If we use an “all-pass” filter on the biggest cancellation null – around 250 Hertz – it helps both seats. Flipping the phase to 180 on one channel at that point puts both channels back into phase in either front seat. (Put your head in the center of the vehicle, where the distances are equal to either front seat, and that hole would reappear).
It was decided to use the JL Audio VX600/6i amplifier with DSP tuning inside. This amp isn’t intended for complex OEM interface, but that was OK, we were using an aftermarket head unit. The amplifier went under the driver’s seat. It has 75 watts into 4 ohms, and a full DSP tuning processor built in. It has two more processed preamp channel outputs, in case a subwoofer gets added later.
The VX series amps have an input wire that’s called “Valet” in the manual – but it’s really just another tuning preset. Rather than creating a “valet” preset with everything knocked down to 50%, we created a 2-seat tune accessed by triggering the Valet input. That 2-seat tune has the left and right speakers the same level, and applies the same EQ to left and right as well. A true two-seat tune shouldn’t favor one seat or the other. (I am an advocate of something I call a “one-and-a-half-seat tune”, using OEM all-pass filters but optimizing EQ and level for the driver – but this wasn’t one of those). For that reason, this tune doesn’t use any delay (except on the D-pillar speakers). Instead, we used an all-pass on one door woofer to address that 250 Hz null, and then another on the 2” dash speaker to address a null caused when those speakers played the same note.
The standard preset is where the one-seat tune with delay and asymmetric EQ hangs out. The occupants select one tune or the other using an OEM-look dash pushbutton (ordered from CH4x4.com, using a pre-existing icon from their selection, and our custom text).
We high-passed the D-pillar speakers at 500, and delayed them about 12 milliseconds. We also created a “Left-Right” signal for those speakers, which cancels out any content occurring in both channels. That content is what happens in the center of the stage, and with this arrangement, that doesn’t come out the rear speakers. No matter how loud these rear speakers are, they won’t “fight” the front speakers by playing center-stage content loud enough to draw attention. What remains is full-right-only or full-left only, and it is delayed a similar amount of time that it would be in a concert hall venue. The result is the “feel” of a larger and wider room than we actually have.

Conclusion
No sheet metal was harmed in the making of this picture – not only did we not need to cut any, we didn’t use any self-tappers anywhere, either.
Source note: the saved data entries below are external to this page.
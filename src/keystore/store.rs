//! On-disk keystore directory management.

use alloy::hex;
use alloy::primitives::Address;
use chrono::Utc;
use std::fs;
use std::path::{Path, PathBuf};

use crate::error::{Error, Result};
use crate::keys::KeyPair;
use crate::keystore::crypto::{decrypt_key, encrypt_key, ScryptParams};
use crate::keystore::format::KeystoreFile;

/// A stored account: its address and the file backing it.
#[derive(Debug, Clone, PartialEq, Eq)]
pub struct Account {
    pub address: Address,
    pub path: PathBuf,
}

/// A directory of encrypted key files.
///
/// Keys live encrypted at rest and are decrypted only transiently inside an
/// operation; nothing is ever persisted in plain form. Deletion is explicit,
/// the store never removes a file on its own. The store holds no mutable
/// state and is safe to share across threads for read operations.
#[derive(Debug, Clone)]
pub struct Keystore {
    dir: PathBuf,
    params: ScryptParams,
}

impl Keystore {
    /// Open (creating if absent) a keystore directory with the given scrypt
    /// cost parameters for newly written files.
    pub fn open(dir: impl Into<PathBuf>, params: ScryptParams) -> Result<Self> {
        let dir = dir.into();
        fs::create_dir_all(&dir)?;
        Ok(Self { dir, params })
    }

    /// The backing directory.
    pub fn dir(&self) -> &Path {
        &self.dir
    }

    /// Generate a new key pair and write it encrypted under `passphrase`.
    pub fn generate(&self, passphrase: &str) -> Result<Account> {
        let keypair = KeyPair::generate()?;
        let account = self.write_new(&keypair, passphrase)?;
        tracing::info!(address = %account.address, "keystore account created");
        Ok(account)
    }

    /// Import an encrypted container, decrypting with `passphrase` and
    /// re-encrypting at rest under `new_passphrase`.
    ///
    /// Fails with [`Error::Decryption`] on a wrong passphrase,
    /// [`Error::Format`] on a malformed container or an embedded address
    /// that does not match the key, and [`Error::AlreadyExists`] if the
    /// address is already stored.
    pub fn import(&self, json: &[u8], passphrase: &str, new_passphrase: &str) -> Result<Account> {
        let file = KeystoreFile::from_json(json)?;
        let plain = decrypt_key(&file, passphrase)?;
        let keypair = KeyPair::from_private_bytes(&plain)
            .map_err(|e| Error::Format(format!("container holds invalid key material: {}", e)))?;

        if let Some(meta) = &file.address {
            if parse_meta_address(meta) != Some(keypair.address()) {
                return Err(Error::Format(format!(
                    "embedded address {} does not match key {}",
                    meta,
                    keypair.address()
                )));
            }
        }

        let account = self.write_new(&keypair, new_passphrase)?;
        tracing::info!(address = %account.address, "keystore account imported");
        Ok(account)
    }

    /// Export an account as an encrypted container under `new_passphrase`,
    /// leaving the stored file untouched.
    pub fn export(
        &self,
        address: Address,
        passphrase: &str,
        new_passphrase: &str,
    ) -> Result<Vec<u8>> {
        let keypair = self.unlock(address, passphrase)?;
        let file = encrypt_key(
            keypair.private_bytes().as_ref(),
            new_passphrase,
            self.params,
            address,
        )?;
        file.to_json()
    }

    /// Decrypt an account's key in memory. Nothing on disk changes.
    pub fn unlock(&self, address: Address, passphrase: &str) -> Result<KeyPair> {
        let account = self.find(address)?;
        let json = fs::read(&account.path)?;
        let file = KeystoreFile::from_json(&json)?;
        let plain = decrypt_key(&file, passphrase)?;
        KeyPair::from_private_bytes(&plain)
            .map_err(|e| Error::Format(format!("stored key material invalid: {}", e)))
    }

    /// Remove an account's file. The passphrase is verified first so a typo
    /// cannot destroy key material.
    pub fn delete(&self, address: Address, passphrase: &str) -> Result<()> {
        let account = self.find(address)?;
        self.unlock(address, passphrase)?;
        fs::remove_file(&account.path)?;
        tracing::info!(address = %address, "keystore account deleted");
        Ok(())
    }

    /// Enumerate stored accounts, in directory order.
    pub fn accounts(&self) -> Result<Vec<Account>> {
        let mut accounts = Vec::new();
        for entry in fs::read_dir(&self.dir)? {
            let path = entry?.path();
            if !path.is_file() {
                continue;
            }
            let json = match fs::read(&path) {
                Ok(json) => json,
                Err(e) => {
                    tracing::debug!(path = %path.display(), error = %e, "skipping unreadable keystore file");
                    continue;
                }
            };
            let Ok(file) = KeystoreFile::from_json(&json) else {
                tracing::debug!(path = %path.display(), "skipping non-keystore file");
                continue;
            };
            if let Some(address) = file.address.as_deref().and_then(parse_meta_address) {
                accounts.push(Account { address, path });
            }
        }
        Ok(accounts)
    }

    fn find(&self, address: Address) -> Result<Account> {
        self.accounts()?
            .into_iter()
            .find(|a| a.address == address)
            .ok_or_else(|| Error::NotFound(format!("no keystore entry for {}", address)))
    }

    fn write_new(&self, keypair: &KeyPair, passphrase: &str) -> Result<Account> {
        let address = keypair.address();
        if self.find(address).is_ok() {
            return Err(Error::AlreadyExists(address));
        }

        let file = encrypt_key(
            keypair.private_bytes().as_ref(),
            passphrase,
            self.params,
            address,
        )?;
        let path = self.dir.join(file_name(address));
        fs::write(&path, file.to_json()?)?;

        #[cfg(unix)]
        {
            use std::os::unix::fs::PermissionsExt;
            fs::set_permissions(&path, fs::Permissions::from_mode(0o600))?;
        }

        Ok(Account { address, path })
    }
}

/// geth-style file name: `UTC--<timestamp>--<hexaddress>`.
fn file_name(address: Address) -> String {
    format!(
        "UTC--{}--{}",
        Utc::now().format("%Y-%m-%dT%H-%M-%S%.9fZ"),
        hex::encode(address)
    )
}

fn parse_meta_address(s: &str) -> Option<Address> {
    let bytes = hex::decode(s).ok()?;
    (bytes.len() == 20).then(|| Address::from_slice(&bytes))
}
This reasonably billed out at 23.6 hours of work, which means three business days. In reality, the physical installation was done in two long work days, and the tuning was done later. The mounting adapters for the dash and door speakers were made using templates for a Tacoma, which saved time. I give this job a utilization score of 10 out of 10.

That’s almost $2000 a day, which is not terrible – that’s a run rate of roughly $40k of revenue per installer if you sustain that all month. It’s 56% product and materials, and 44% labor and shop charges. High-volume shops often want a higher percentage of product than that – 75/25 used to be the goal, but I think that was before product prices dropped so much. Many custom shops now operate at a 50-50 ratio, and this is better than that average.